The Basics of Morality

A friend was recently asked to defend his account of morality in 15 statements or less.

I thought of it as an interesting challenge.

So, there's the view of morality that I defend:

(1) All intentional action is grounded on beliefs and desires.

(2) Some desires are malleable - they are altered through interaction with the environment.

(3) A mechanism through which desires are modified is through reward and punishment where reward reinforces behavior that generates the reward and punishment creates aversions to those act-types that resulted in punishment.

(NOTE: "Reward" and "Punishment" here are being used in their biological and psychological sense, not their moral or legal sense, though the concepts overlap.)

(4) Praise effects the brain as a type of reward and condemnation effects the brain as a type of punishment.

(5) Each of us is a part of each other's environment.

(6) Consequently, each of us has the capacity (the means, the ability) to use rewards such as praise and punishments such as condemnation to alter the desires of others.

(7) Intentional actions (grounded on beliefs and desires as described in (1)) can fulfill or thwart other desires.

(8) This capacity to fulfill or thwart other desires gives others desire-based motives or reasons to promote desires (through reward/praise) and aversions (through punishment/condemnation) that tend to fulfill other desires or, at least, prevent the thwarting of other desires.

(9) If we designed a social institution for the efficient use of reward/praise and punishment/condemnation to mold desires, it would contain the elements we find in moral institutions. Such as:

(a) The institution, like morality, would focus heavily on where to direct rewards such as praise and punishments such as condemnation.

(b) It would identify some actions as those that people generally have reason to praise and to condemn their absence (moral obligation).

(c) It would identify some actions as those that people generally have reason to condemn and to praise their absence (moral prohibition).

(d) It would identify some actions as those that people generally have little reason to praise or to condemn (non-obligatory permission).

(e) It would identify some actions as those that people have reason to praise – but not to condemn their absence (supererogatory).

(f) It would recognize a set of statements that would block an inference from an action to the desires of the agent to deny that people generally have reason to condemn the agent (excuses).

(10) A system that can make sense of so many of the elements of morality can legitimately claim itself to be a moral system.

The idea in Step 10 is to apply the principle that if something walks like a duck, has feathers like a duck, and quacks like a duck, then it is a duck.

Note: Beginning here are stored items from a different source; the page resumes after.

//! History (component O): periodic snapshots of live state to
//! `/var/lib/wire/snapshots/`, pruned to a bounded count so the daemon
//! never grows its own disk footprint unbounded.

use std::path::{Path, PathBuf};

use tracing::{debug, warn};
use wire_model::state::NetworkState;

pub const DEFAULT_SNAPSHOT_DIR: &str = "/var/lib/wire/snapshots";
pub const DEFAULT_MAX_SNAPSHOTS: usize = 20;

pub struct History {
    dir: PathBuf,
    max_snapshots: usize,
}

impl History {
    pub fn new(dir: impl Into<PathBuf>, max_snapshots: usize) -> Self {
        Self { dir: dir.into(), max_snapshots }
    }

    pub fn ensure_dir(&self) -> std::io::Result<()> {
        std::fs::create_dir_all(&self.dir)
    }

    /// Render `state` as a config-like snapshot and write it under
    /// `snapshot_<unix_seconds>.conf`, then prune older files beyond
    /// `max_snapshots`.
    pub fn snapshot(&self, state: &NetworkState, unix_seconds: u64) -> std::io::Result<PathBuf> {
        self.ensure_dir()?;
        let path = self.dir.join(format!("snapshot_{unix_seconds}.conf"));
        std::fs::write(&path, render(state))?;
        if let Err(e) = self.prune() {
            warn!("failed to prune old snapshots in {:?}: {e}", self.dir);
        }
        debug!(path = %path.display(), "wrote state snapshot");
        Ok(path)
    }

    fn prune(&self) -> std::io::Result<()> {
        let mut entries: Vec<(u64, PathBuf)> = std::fs::read_dir(&self.dir)?
            .filter_map(|e| e.ok())
            .filter_map(|e| {
                let path = e.path();
                snapshot_timestamp(&path).map(|ts| (ts, path))
            })
            .collect();
        if entries.len() <= self.max_snapshots {
            return Ok(());
        }
        entries.sort_by_key(|(ts, _)| *ts);
        let excess = entries.len() - self.max_snapshots;
        for (_, path) in entries.into_iter().take(excess) {
            std::fs::remove_file(&path)?;
        }
        Ok(())
    }
}

fn snapshot_timestamp(path: &Path) -> Option<u64> {
    let name = path.file_stem()?.to_str()?;
    name.strip_prefix("snapshot_")?.parse().ok()
}

fn render(state: &NetworkState) -> String {
    let mut out = String::new();
    for iface in &state.interfaces {
        out.push_str(&format!(
            "# interface {} index={} mtu={} up={}\n",
            iface.name,
            iface.index,
            iface.mtu,
            iface.flags & 0x1 != 0
        ));
    }
    for addr in &state.addresses {
        out.push_str(&format!(
            "# address {}/{} on {}\n",
            addr.addr, addr.prefix_len, addr.owner_name
        ));
    }
    for bond in &state.bonds {
        out.push_str(&format!("# bond {} members={}\n", bond.name, bond.members.len()));
    }
    for bridge in &state.bridges {
        out.push_str(&format!("# bridge {} ports={}\n", bridge.name, bridge.ports.len()));
    }
    for vlan in &state.vlans {
        out.push_str(&format!("# vlan {} id={}\n", vlan.name, vlan.vlan_id));
    }
    out
}

#[cfg(test)]
mod tests {
    use super::*;

    #[test]
    fn snapshot_writes_a_file_named_by_timestamp() {
        let dir = tempfile::tempdir().unwrap();
        let history = History::new(dir.path(), 20);
        let state = NetworkState::new();
        let path = history.snapshot(&state, 1_700_000_000).unwrap();
        assert!(path.exists());
        assert_eq!(path.file_name().unwrap(), "snapshot_1700000000.conf");
    }

    #[test]
    fn prune_keeps_only_the_newest_max_snapshots() {
        let dir = tempfile::tempdir().unwrap();
        let history = History::new(dir.path(), 2);
        let state = NetworkState::new();
        for ts in [100u64, 200, 300] {
            history.snapshot(&state, ts).unwrap();
        }
        let remaining: Vec<u64> = std::fs::read_dir(dir.path())
            .unwrap()
            .filter_map(|e| e.ok())
            .filter_map(|e| snapshot_timestamp(&e.path()))
            .collect();
        assert_eq!(remaining.len(), 2);
        assert!(!remaining.contains(&100));
    }
}
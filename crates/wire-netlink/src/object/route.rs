//! Route object class: `RTM_{NEW,DEL,GET}ROUTE`, including multipath
//! (equal-cost) next hops.

use std::net::{IpAddr, Ipv4Addr, Ipv6Addr};

use tracing::{debug, info};

use crate::abi::*;
use crate::attr::{self, Attr, AttrWalker};
use crate::channel::Channel;
use crate::error::ChannelError;
use crate::message::{MessageBuilder, NlHeader, BUF_DEL, BUF_MULTIPATH};

#[derive(Clone, Copy, Debug, PartialEq, Eq, Hash)]
pub struct NextHop {
    pub gateway: Option<IpAddr>,
    pub oif_index: i32,
    pub weight: u8,
}

#[derive(Clone, Debug, PartialEq, Eq)]
pub struct RouteSpec {
    pub destination: Option<(IpAddr, u8)>,
    pub hops: Vec<NextHop>,
    pub priority: Option<u32>,
    pub table: u8,
}

impl RouteSpec {
    pub fn family(&self) -> u8 {
        match self.destination.map(|(a, _)| a).or_else(|| self.hops.first().and_then(|h| h.gateway)) {
            Some(IpAddr::V6(_)) => AF_INET6,
            _ => AF_INET,
        }
    }
}

#[derive(Clone, Debug)]
pub struct Route {
    pub destination: Option<(IpAddr, u8)>,
    pub hops: Vec<NextHop>,
    pub priority: Option<u32>,
    pub table: u8,
    pub protocol: u8,
}

/// rtmsg, fixed 12 bytes: family(1) + dst_len(1) + src_len(1) + tos(1)
/// + table(1) + protocol(1) + scope(1) + type(1) + flags(4).
fn rtmsg(family: u8, dst_len: u8, table: u8, protocol: u8, scope: u8, rtype: u8) -> [u8; 12] {
    let mut buf = [0u8; 12];
    buf[0] = family;
    buf[1] = dst_len;
    buf[4] = table;
    buf[5] = protocol;
    buf[6] = scope;
    buf[7] = rtype;
    buf
}

fn addr_bytes(addr: IpAddr) -> Vec<u8> {
    match addr {
        IpAddr::V4(v4) => v4.octets().to_vec(),
        IpAddr::V6(v6) => v6.octets().to_vec(),
    }
}

fn parse_addr(family: u8, raw: &[u8]) -> Option<IpAddr> {
    match family {
        f if f == AF_INET => Some(IpAddr::V4(Ipv4Addr::new(
            *raw.first()?,
            *raw.get(1)?,
            *raw.get(2)?,
            *raw.get(3)?,
        ))),
        f if f == AF_INET6 => {
            let octets: [u8; 16] = raw.try_into().ok()?;
            Some(IpAddr::V6(Ipv6Addr::from(octets)))
        }
        _ => None,
    }
}

fn parse_route(msg: &[u8]) -> Result<Route, ChannelError> {
    if msg.len() < 12 {
        return Err(ChannelError::Malformed("short rtmsg".into()));
    }
    let family = msg[0];
    let dst_len = msg[1];
    let table = msg[4];
    let protocol = msg[5];
    let attrs: Vec<Attr> = AttrWalker::new(&msg[12..]).collect_all();

    let destination = attr::find(&attrs, RTA_DST)
        .and_then(|raw| parse_addr(family, raw))
        .map(|a| (a, dst_len));

    let priority = attr::find(&attrs, RTA_PRIORITY).and_then(attr::as_u32);

    let hops = if let Some(mp) = attr::find(&attrs, RTA_MULTIPATH) {
        parse_multipath(family, mp)
    } else {
        let oif_index = attr::find(&attrs, RTA_OIF).and_then(attr::as_u32).unwrap_or(0) as i32;
        let gateway = attr::find(&attrs, RTA_GATEWAY).and_then(|raw| parse_addr(family, raw));
        if oif_index == 0 && gateway.is_none() {
            Vec::new()
        } else {
            vec![NextHop {
                gateway,
                oif_index,
                weight: 1,
            }]
        }
    };

    Ok(Route {
        destination,
        hops,
        priority,
        table,
        protocol,
    })
}

/// rtnexthop, fixed 8 bytes: length(2) + flags(1) + hops(1) + ifindex(4),
/// followed by nested attributes (RTA_GATEWAY for this hop).
fn parse_multipath(family: u8, buf: &[u8]) -> Vec<NextHop> {
    let mut out = Vec::new();
    let mut pos = 0;
    while pos + 8 <= buf.len() {
        let len = u16::from_ne_bytes(buf[pos..pos + 2].try_into().unwrap()) as usize;
        if len < 8 || pos + len > buf.len() {
            break;
        }
        let weight = buf[pos + 2];
        let oif_index = i32::from_ne_bytes(buf[pos + 4..pos + 8].try_into().unwrap());
        let attrs: Vec<Attr> = AttrWalker::new(&buf[pos + 8..pos + len]).collect_all();
        let gateway = attr::find(&attrs, RTA_GATEWAY).and_then(|raw| parse_addr(family, raw));
        out.push(NextHop {
            gateway,
            oif_index,
            weight: weight.saturating_add(1),
        });
        pos += len;
    }
    out
}

pub async fn list(chan: &Channel) -> Result<Vec<Route>, ChannelError> {
    let seq = chan.next_seq();
    let header = NlHeader::dump(RTM_GETROUTE, seq, chan.pid());
    let payload = rtmsg(AF_UNSPEC, 0, 0, 0, 0, 0);
    let built = MessageBuilder::new(BUF_DEL, header, &payload)?.finish();
    let reply = chan.request(built, seq).await?;
    reply
        .messages
        .iter()
        .map(|m| parse_route(m))
        .collect::<Result<Vec<_>, _>>()
        .map(|routes| routes.into_iter().filter(|r| r.protocol != 0).collect())
}

fn build_for(chan: &Channel, spec: &RouteSpec, extra_flags: u16, rtype: u8) -> Result<(MessageBuilder, u32), ChannelError> {
    let seq = chan.next_seq();
    let family = spec.family();
    let (dst, dst_len) = spec.destination.unzip();
    let header = NlHeader::request(RTM_NEWROUTE, extra_flags, seq, chan.pid()).acked();
    let payload = rtmsg(
        family,
        dst_len.unwrap_or(0),
        spec.table,
        RTPROT_BOOT,
        RT_SCOPE_UNIVERSE,
        rtype,
    );
    let mut b = MessageBuilder::new(BUF_MULTIPATH, header, &payload)?;
    if let Some(dst) = dst {
        b.attr(RTA_DST, &addr_bytes(dst))?;
    }
    if let Some(priority) = spec.priority {
        b.attr_u32(RTA_PRIORITY, priority)?;
    }
    match spec.hops.as_slice() {
        [] => {}
        [single] => {
            b.attr_u32(RTA_OIF, single.oif_index as u32)?;
            if let Some(gw) = single.gateway {
                b.attr(RTA_GATEWAY, &addr_bytes(gw))?;
            }
        }
        many => {
            let mp = b.begin_nested(RTA_MULTIPATH)?;
            for hop in many {
                let rtnh_start = b.len();
                let mut rtnh = vec![0u8; 8];
                rtnh[2] = hop.weight.saturating_sub(1);
                rtnh[4..8].copy_from_slice(&hop.oif_index.to_ne_bytes());
                b.raw(&rtnh)?;
                if let Some(gw) = hop.gateway {
                    b.attr(RTA_GATEWAY, &addr_bytes(gw))?;
                }
                let rtnh_len = (b.len() - rtnh_start) as u16;
                b.patch_u16(rtnh_start, rtnh_len);
            }
            b.end_nested(mp)?;
        }
    }
    Ok((b, seq))
}

/// Create a route with `CREATE|EXCL` semantics.
pub async fn add(chan: &Channel, spec: &RouteSpec) -> Result<(), ChannelError> {
    debug!(?spec.destination, hops = spec.hops.len(), "adding route");
    let (b, seq) = build_for(chan, spec, NLM_F_CREATE | NLM_F_EXCL, RTN_UNICAST)?;
    chan.request(b.finish(), seq).await?;
    info!(?spec.destination, hops = spec.hops.len(), "route added");
    Ok(())
}

/// Remove a route. `ESRCH` is treated by the reconciler, not here, as
/// idempotent success.
pub async fn remove(chan: &Channel, spec: &RouteSpec) -> Result<(), ChannelError> {
    debug!(?spec.destination, "removing route");
    let seq = chan.next_seq();
    let family = spec.family();
    let (dst, dst_len) = spec.destination.unzip();
    let header = NlHeader::request(RTM_DELROUTE, 0, seq, chan.pid()).acked();
    let payload = rtmsg(family, dst_len.unwrap_or(0), spec.table, 0, RT_SCOPE_UNIVERSE, RTN_UNICAST);
    let mut b = MessageBuilder::new(BUF_DEL, header, &payload)?;
    if let Some(dst) = dst {
        b.attr(RTA_DST, &addr_bytes(dst))?;
    }
    if let Some(hop) = spec.hops.first() {
        b.attr_u32(RTA_OIF, hop.oif_index as u32)?;
    }
    chan.request(b.finish(), seq).await?;
    info!(?spec.destination, "route removed");
    Ok(())
}

#[cfg(test)]
mod tests {
    use super::*;

    #[test]
    fn family_defaults_to_v4_for_default_route_with_v4_gateway() {
        let spec = RouteSpec {
            destination: None,
            hops: vec![NextHop {
                gateway: Some("192.0.2.1".parse().unwrap()),
                oif_index: 3,
                weight: 1,
            }],
            priority: None,
            table: RT_TABLE_MAIN,
        };
        assert_eq!(spec.family(), AF_INET);
    }

    #[test]
    fn family_follows_v6_destination() {
        let spec = RouteSpec {
            destination: Some(("2001:db8::".parse().unwrap(), 32)),
            hops: vec![],
            priority: None,
            table: RT_TABLE_MAIN,
        };
        assert_eq!(spec.family(), AF_INET6);
    }

    #[test]
    fn multipath_round_trip_through_builder_and_walker() {
        let spec = RouteSpec {
            destination: Some(("198.51.100.0".parse().unwrap(), 24)),
            hops: vec![
                NextHop { gateway: Some("192.0.2.1".parse().unwrap()), oif_index: 3, weight: 1 },
                NextHop { gateway: Some("192.0.2.2".parse().unwrap()), oif_index: 4, weight: 2 },
            ],
            priority: None,
            table: RT_TABLE_MAIN,
        };
        let header = NlHeader::request(RTM_NEWROUTE, 0, 1, 1);
        let payload = rtmsg(AF_INET, 24, RT_TABLE_MAIN, RTPROT_BOOT, RT_SCOPE_UNIVERSE, RTN_UNICAST);
        let mut b = MessageBuilder::new(BUF_MULTIPATH, header, &payload).unwrap();
        b.attr(RTA_DST, &addr_bytes(spec.destination.unwrap().0)).unwrap();
        let mp = b.begin_nested(RTA_MULTIPATH).unwrap();
        for hop in &spec.hops {
            let rtnh_start = b.len();
            let mut rtnh = vec![0u8; 8];
            rtnh[2] = hop.weight.saturating_sub(1);
            rtnh[4..8].copy_from_slice(&hop.oif_index.to_ne_bytes());
            b.raw(&rtnh).unwrap();
            b.attr(RTA_GATEWAY, &addr_bytes(hop.gateway.unwrap())).unwrap();
            let rtnh_len = (b.len() - rtnh_start) as u16;
            b.patch_u16(rtnh_start, rtnh_len);
        }
        b.end_nested(mp).unwrap();
        let bytes = b.finish();

        let parsed = parse_route(&bytes[16..]).unwrap();
        assert_eq!(parsed.hops.len(), 2);
        assert_eq!(parsed.hops[0].oif_index, 3);
        assert_eq!(parsed.hops[1].oif_index, 4);
        assert_eq!(parsed.hops[1].weight, 2);
    }
}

In step 9, I listed only six of the ways in which this perspective on morality deals with the elements that we find in the institution called morality. There are more, but I was limited to 15 statements, if you recall. So, I listed, "walks like a duck", "flies like a duck", "has feathers like a duck", "lays eggs like a duck", "quacks like a duck", and "swims like a duck", but these are not the only features that are relevant. 

We have to take Step 9 as a promise of things to come. One cannot fit the whole defense into 15 statements - and it is not an objection against the theory that it cannot. Just as it is no objection against evolution or human-caused climate change that their full defense requires multiple volumes of material. However, this does identify where one would look for evidence, and, I hope, gives at least a hint as to what the evidence will look like and how it might succeed.

This promise to defend the items listed in number (9), and many items excluded because of limitations in space, is one of the main subjects for the rest of this blog.

One of . . . . because I also hold that morality must be practical and applicable to the day-to-day lives of ordinary people.